(Information provided Opens)
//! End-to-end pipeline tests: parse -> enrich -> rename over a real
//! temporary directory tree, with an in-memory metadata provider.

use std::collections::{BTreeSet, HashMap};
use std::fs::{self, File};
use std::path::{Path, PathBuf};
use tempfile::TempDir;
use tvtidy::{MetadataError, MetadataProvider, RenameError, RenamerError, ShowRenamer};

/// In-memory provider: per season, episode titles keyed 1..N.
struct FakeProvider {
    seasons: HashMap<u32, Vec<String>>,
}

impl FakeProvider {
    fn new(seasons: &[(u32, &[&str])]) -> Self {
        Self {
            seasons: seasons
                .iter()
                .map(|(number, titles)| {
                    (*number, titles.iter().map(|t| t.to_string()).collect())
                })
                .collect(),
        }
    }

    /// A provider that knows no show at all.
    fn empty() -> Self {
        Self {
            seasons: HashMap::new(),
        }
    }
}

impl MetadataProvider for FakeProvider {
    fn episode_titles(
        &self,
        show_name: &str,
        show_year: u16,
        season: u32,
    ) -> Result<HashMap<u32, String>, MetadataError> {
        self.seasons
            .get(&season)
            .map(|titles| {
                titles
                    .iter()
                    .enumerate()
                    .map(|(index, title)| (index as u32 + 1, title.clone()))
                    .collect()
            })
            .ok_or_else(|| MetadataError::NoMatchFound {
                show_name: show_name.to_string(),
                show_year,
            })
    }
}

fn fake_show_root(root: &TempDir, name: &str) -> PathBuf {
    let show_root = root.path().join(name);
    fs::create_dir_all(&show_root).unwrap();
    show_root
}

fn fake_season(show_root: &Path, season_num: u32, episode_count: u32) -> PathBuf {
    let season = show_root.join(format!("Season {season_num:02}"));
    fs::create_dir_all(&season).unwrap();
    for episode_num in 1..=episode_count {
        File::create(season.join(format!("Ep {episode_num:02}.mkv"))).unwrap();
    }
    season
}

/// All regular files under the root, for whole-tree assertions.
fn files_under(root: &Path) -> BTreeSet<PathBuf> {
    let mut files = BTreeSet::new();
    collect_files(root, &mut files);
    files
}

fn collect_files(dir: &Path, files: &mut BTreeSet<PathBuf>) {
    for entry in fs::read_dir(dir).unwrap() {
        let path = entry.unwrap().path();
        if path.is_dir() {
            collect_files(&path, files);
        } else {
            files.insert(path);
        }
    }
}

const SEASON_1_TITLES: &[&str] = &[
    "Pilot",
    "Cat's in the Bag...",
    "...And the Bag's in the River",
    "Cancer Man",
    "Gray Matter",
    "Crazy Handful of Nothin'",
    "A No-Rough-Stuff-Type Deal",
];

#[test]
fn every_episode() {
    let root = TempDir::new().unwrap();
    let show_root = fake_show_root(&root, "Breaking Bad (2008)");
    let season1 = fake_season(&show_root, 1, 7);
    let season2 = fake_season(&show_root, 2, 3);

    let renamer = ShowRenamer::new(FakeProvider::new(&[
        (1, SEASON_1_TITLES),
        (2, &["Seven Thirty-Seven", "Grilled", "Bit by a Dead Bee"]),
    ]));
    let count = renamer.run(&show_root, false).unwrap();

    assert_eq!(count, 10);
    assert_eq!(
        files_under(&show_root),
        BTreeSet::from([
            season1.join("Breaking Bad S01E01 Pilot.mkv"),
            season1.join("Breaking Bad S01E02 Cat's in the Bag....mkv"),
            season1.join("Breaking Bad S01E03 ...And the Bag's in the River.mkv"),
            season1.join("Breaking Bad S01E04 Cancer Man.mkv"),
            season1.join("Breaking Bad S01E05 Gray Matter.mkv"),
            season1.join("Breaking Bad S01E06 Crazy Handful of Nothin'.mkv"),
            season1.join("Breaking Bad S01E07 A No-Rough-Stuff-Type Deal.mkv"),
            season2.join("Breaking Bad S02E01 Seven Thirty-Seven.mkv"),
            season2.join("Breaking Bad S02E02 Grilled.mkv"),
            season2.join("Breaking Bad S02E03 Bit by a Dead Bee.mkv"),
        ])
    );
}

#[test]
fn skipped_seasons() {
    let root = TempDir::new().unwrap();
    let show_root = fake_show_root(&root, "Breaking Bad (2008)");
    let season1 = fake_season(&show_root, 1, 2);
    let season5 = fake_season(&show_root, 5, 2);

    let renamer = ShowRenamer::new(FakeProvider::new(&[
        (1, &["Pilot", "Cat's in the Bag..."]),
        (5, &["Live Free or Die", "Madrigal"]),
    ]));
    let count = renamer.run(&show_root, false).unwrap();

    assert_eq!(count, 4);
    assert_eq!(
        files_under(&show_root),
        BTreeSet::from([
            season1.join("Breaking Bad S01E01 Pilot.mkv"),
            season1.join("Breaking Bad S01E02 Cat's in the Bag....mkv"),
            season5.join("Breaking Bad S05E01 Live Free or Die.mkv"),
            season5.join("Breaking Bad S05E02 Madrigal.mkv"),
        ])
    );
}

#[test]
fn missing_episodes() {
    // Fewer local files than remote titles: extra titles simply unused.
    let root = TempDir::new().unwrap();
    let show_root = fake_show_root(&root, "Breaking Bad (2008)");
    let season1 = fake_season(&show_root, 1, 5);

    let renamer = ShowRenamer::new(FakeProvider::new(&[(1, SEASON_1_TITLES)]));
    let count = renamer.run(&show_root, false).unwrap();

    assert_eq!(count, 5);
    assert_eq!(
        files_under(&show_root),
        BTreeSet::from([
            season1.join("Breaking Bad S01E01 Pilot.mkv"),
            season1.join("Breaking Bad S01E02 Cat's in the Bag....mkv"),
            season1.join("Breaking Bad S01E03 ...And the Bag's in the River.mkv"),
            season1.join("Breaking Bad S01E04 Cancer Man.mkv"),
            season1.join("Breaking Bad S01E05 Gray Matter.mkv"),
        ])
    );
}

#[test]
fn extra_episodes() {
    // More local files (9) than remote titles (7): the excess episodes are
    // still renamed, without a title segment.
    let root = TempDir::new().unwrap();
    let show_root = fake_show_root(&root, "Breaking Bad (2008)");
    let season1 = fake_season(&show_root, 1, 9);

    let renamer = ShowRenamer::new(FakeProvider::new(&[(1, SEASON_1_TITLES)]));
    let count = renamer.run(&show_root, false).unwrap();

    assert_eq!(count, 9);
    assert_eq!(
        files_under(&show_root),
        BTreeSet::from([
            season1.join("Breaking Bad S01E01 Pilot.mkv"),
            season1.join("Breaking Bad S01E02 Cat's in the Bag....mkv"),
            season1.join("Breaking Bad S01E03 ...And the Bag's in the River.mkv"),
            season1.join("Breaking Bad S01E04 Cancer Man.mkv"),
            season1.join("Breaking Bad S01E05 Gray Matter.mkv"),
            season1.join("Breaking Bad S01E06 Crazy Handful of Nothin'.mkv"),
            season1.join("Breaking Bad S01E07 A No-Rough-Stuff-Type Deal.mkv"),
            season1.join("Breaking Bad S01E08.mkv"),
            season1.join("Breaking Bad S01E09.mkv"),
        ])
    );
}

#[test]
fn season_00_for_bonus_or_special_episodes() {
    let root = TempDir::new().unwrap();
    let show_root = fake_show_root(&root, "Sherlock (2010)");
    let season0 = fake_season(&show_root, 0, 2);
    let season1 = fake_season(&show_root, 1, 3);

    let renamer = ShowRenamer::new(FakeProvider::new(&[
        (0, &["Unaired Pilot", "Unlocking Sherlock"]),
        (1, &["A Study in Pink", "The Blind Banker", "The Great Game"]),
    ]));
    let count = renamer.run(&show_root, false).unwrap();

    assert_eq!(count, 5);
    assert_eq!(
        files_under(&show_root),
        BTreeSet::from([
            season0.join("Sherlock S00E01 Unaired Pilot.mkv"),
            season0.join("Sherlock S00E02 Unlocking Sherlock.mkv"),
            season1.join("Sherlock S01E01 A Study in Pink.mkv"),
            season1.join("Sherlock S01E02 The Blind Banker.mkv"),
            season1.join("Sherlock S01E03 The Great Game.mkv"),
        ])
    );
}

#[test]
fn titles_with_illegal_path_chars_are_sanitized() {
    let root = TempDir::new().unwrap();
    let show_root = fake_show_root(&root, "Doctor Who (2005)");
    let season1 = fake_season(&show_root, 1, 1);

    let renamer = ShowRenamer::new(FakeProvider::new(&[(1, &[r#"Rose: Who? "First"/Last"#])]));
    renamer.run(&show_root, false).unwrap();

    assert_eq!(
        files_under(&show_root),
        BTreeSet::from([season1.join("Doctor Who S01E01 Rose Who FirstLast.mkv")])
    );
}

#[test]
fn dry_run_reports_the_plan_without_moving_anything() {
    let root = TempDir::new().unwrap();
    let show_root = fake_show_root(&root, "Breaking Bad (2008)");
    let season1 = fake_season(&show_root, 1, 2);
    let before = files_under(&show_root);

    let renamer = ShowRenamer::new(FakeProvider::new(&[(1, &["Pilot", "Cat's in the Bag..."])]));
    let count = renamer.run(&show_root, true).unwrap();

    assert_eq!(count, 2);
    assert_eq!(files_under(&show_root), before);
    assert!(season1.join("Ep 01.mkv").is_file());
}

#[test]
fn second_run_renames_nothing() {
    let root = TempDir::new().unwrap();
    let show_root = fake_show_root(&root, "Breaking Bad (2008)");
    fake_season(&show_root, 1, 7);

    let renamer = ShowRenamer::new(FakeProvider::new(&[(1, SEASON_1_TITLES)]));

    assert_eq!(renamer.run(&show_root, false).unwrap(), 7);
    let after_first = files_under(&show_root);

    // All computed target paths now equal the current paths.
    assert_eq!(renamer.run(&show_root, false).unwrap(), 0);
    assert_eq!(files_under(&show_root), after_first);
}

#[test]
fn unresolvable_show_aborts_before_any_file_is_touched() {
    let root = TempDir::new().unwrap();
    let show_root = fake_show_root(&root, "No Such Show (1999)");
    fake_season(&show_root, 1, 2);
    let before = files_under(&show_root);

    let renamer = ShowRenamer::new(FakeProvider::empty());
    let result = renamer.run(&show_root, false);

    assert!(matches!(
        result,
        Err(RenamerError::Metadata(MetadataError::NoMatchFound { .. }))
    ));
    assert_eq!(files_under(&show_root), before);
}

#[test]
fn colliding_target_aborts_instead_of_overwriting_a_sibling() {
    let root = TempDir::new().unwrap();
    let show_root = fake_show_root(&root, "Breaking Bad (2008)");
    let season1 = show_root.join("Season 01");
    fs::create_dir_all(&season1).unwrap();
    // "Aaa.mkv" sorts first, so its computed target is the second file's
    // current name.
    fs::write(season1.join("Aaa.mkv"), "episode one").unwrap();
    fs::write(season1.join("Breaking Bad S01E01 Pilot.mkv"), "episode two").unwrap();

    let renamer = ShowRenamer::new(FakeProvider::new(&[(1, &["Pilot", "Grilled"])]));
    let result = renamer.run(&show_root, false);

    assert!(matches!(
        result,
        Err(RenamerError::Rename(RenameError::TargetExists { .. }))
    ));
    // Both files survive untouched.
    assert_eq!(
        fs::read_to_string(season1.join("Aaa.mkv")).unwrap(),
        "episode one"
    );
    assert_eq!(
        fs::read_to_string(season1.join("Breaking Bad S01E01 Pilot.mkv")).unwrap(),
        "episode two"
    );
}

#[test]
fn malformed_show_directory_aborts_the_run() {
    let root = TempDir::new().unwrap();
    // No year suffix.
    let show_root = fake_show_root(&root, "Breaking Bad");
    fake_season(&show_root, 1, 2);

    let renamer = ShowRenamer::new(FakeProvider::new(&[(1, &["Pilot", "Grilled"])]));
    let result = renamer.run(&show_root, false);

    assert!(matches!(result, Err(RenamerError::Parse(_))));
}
(Information provided Closes)
(Information provided Opens)
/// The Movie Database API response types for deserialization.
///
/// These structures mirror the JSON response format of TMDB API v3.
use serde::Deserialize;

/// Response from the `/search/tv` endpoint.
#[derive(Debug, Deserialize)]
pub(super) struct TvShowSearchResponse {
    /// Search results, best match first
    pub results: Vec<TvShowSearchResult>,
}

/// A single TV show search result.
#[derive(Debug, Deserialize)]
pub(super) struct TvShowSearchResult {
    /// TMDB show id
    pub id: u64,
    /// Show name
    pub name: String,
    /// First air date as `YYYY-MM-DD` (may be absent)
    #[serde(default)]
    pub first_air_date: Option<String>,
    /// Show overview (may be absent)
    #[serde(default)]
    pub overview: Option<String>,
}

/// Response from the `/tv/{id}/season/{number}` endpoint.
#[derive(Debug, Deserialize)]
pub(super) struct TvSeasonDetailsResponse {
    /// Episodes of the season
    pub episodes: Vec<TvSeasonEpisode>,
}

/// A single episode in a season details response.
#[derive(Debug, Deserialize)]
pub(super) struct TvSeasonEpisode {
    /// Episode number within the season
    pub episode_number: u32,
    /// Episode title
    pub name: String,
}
(Information provided Closes)
* Your assignment *
Counting only lines with the word "Live" in them, say how many there are in the entries above, with no other words.

* Result of the task *
2